Jill Pardini – Athlete/Teacher
Jill will expand and improve upon Soccer Without Borders, a tutoring and mentoring program she founded that uses organized soccer to help refugees and immigrants adjust to life in the United States, do well in and out of school, and stay physically and emotionally fit.
Jason Reed – Teacher
Jason will continue his work with the Curtis Bay-Brooklyn Urban-Agriculture and Stewardship Program, which focuses on community gardening at the Filbert Street Garden. The project will use urban agriculture to improve the health of residents and students in that community, foster community pride, increase awareness of the need for land stewardship and teach participants about good nutrition.
La Tasha Vanzie – Consultant
La Tasha will build EVOKU Actualized Global Leadership Experience (EAGLE), a project designed to train underserved youth to design and implement social entrepreneurial community service projects, network with professionals, establish a portfolio of work and travel outside the country. The project, which focuses on leadership and career development, will accept students from across the city.

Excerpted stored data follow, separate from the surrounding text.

//! People collection entries.
//!
//! Two views of the same file exist and are kept separate on purpose:
//!
//! - [`PersonRecord`] is what the build reads. Every front-matter field is
//!   optional; it is produced only after the entry passed the relaxed
//!   `people` schema.
//! - [`Person`] is what the editor reads and writes. `name` is slug-governed
//!   and, together with `role`, required before anything is saved.

use super::{
    document::{Document, DocumentOptions},
    error::{AuthoringError, ContentError},
    frontmatter,
};
use crate::utils::slug::{is_slug, slugify};
use serde::{Deserialize, Serialize};
use serde_json::Value;
use std::path::Path;

/// File extension of people entries.
pub const EXTENSION: &str = "mdoc";

// ============================================================================
// Build-time Record
// ============================================================================

/// Front-matter fields as declared by the relaxed schema.
#[derive(Debug, Clone, Default, PartialEq, Eq, Serialize, Deserialize)]
#[serde(default)]
pub struct PersonFields {
    pub name: Option<String>,
    pub role: Option<String>,
    pub email: Option<String>,
    pub avatar: Option<String>,
}

/// A validated people entry as seen by the build.
#[derive(Debug, Clone, PartialEq, Eq)]
pub struct PersonRecord {
    pub slug: String,
    pub fields: PersonFields,
    pub body: String,
}

impl PersonRecord {
    /// Build from front-matter that already passed schema validation.
    ///
    /// Unknown keys are dropped.
    pub fn from_validated(slug: &str, front_matter: Value, body: &str, path: &Path) -> Result<Self, ContentError> {
        let fields: PersonFields = serde_json::from_value(front_matter)
            .map_err(|err| ContentError::Json(path.to_path_buf(), err))?;
        Ok(Self {
            slug: slug.to_owned(),
            fields,
            body: body.to_owned(),
        })
    }

    /// Display name, falling back to the slug.
    pub fn display_name(&self) -> &str {
        self.fields
            .name
            .as_deref()
            .filter(|name| !name.trim().is_empty())
            .unwrap_or(&self.slug)
    }

    pub fn biography(&self, options: &DocumentOptions) -> Document {
        Document::parse(&self.body, options)
    }
}

// ============================================================================
// Authoring Entry
// ============================================================================

/// A people entry as edited in the authoring tool.
#[derive(Debug, Clone, Default, PartialEq, Eq, Serialize, Deserialize)]
#[serde(default)]
pub struct Person {
    /// Display name; governs the slug.
    pub name: String,
    /// File stem and URL segment. Derived from `name` when empty.
    pub slug: String,
    pub role: String,
    pub email: Option<String>,
    /// Biography in the document dialect (the file body).
    pub bio: String,
    /// Stored image reference, usually under the people public path.
    pub avatar: Option<String>,
}

/// Front-matter written for an authoring entry. Keys follow the field order
/// of the authoring schema.
#[derive(Serialize)]
struct WrittenFields<'a> {
    name: &'a str,
    role: &'a str,
    #[serde(skip_serializing_if = "Option::is_none")]
    email: Option<&'a str>,
    #[serde(skip_serializing_if = "Option::is_none")]
    avatar: Option<&'a str>,
}

impl Person {
    pub fn new(name: impl Into<String>, role: impl Into<String>) -> Self {
        let name = name.into();
        Self {
            slug: slugify(&name),
            name,
            role: role.into(),
            ..Self::default()
        }
    }

    /// Fill in the slug from the name when missing and drop blank optionals.
    pub fn normalize(&mut self) {
        if self.slug.trim().is_empty() {
            self.slug = slugify(&self.name);
        }
        for field in [&mut self.email, &mut self.avatar] {
            if field.as_deref().is_some_and(|v| v.trim().is_empty()) {
                *field = None;
            }
        }
    }

    /// Enforce the editor's required fields.
    pub fn check(&self) -> Result<(), AuthoringError> {
        if self.name.trim().is_empty() {
            return Err(AuthoringError::Required { field: "name" });
        }
        if !is_slug(&self.slug) {
            return Err(AuthoringError::InvalidSlug(self.slug.clone()));
        }
        if self.role.trim().is_empty() {
            return Err(AuthoringError::Required { field: "role" });
        }
        Ok(())
    }

    /// Read an entry leniently: missing fields become empty.
    pub fn from_file(slug: &str, source: &str, path: &Path) -> Result<Self, ContentError> {
        let split = frontmatter::split(source, path)?;
        let value = frontmatter::parse(split.front_matter, path)?;
        let fields: PersonFields = serde_json::from_value(value)
            .map_err(|err| ContentError::Json(path.to_path_buf(), err))?;

        Ok(Self {
            name: fields.name.unwrap_or_default(),
            slug: slug.to_owned(),
            role: fields.role.unwrap_or_default(),
            email: fields.email,
            bio: split.body.trim_start_matches(['\r', '\n']).to_owned(),
            avatar: fields.avatar,
        })
    }

    /// Serialize to the on-disk entry format.
    pub fn to_file(&self) -> Result<String, ContentError> {
        let fields = WrittenFields {
            name: &self.name,
            role: &self.role,
            email: self.email.as_deref(),
            avatar: self.avatar.as_deref(),
        };
        let yaml = serde_yaml::to_string(&fields)
            .map_err(|err| ContentError::Yaml(format!("{}.{EXTENSION}", self.slug).into(), err))?;

        let mut body = self.bio.clone();
        if !body.is_empty() && !body.ends_with('\n') {
            body.push('\n');
        }
        Ok(frontmatter::join(&yaml, &body))
    }
}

As the Open Society Foundations’ U. S. Programs only field office, Open Society Institute-Baltimore focuses on the root causes of three intertwined problems in our city and state: drug addiction, an over-reliance on incarceration, and obstacles that impede youth in succeeding inside and out of the classroom. We also support a growing corps of social entrepreneurs committed to underserved populations in Baltimore. Before we make a single grant, we analyze the root causes of a problem and examine research and innovative practices. Because we aim for lasting, sustainable solutions, we engage public and private partners from the start. It is only then, with a clear picture of the problem, that we begin to focus our approach and diligently craft a roadmap for change.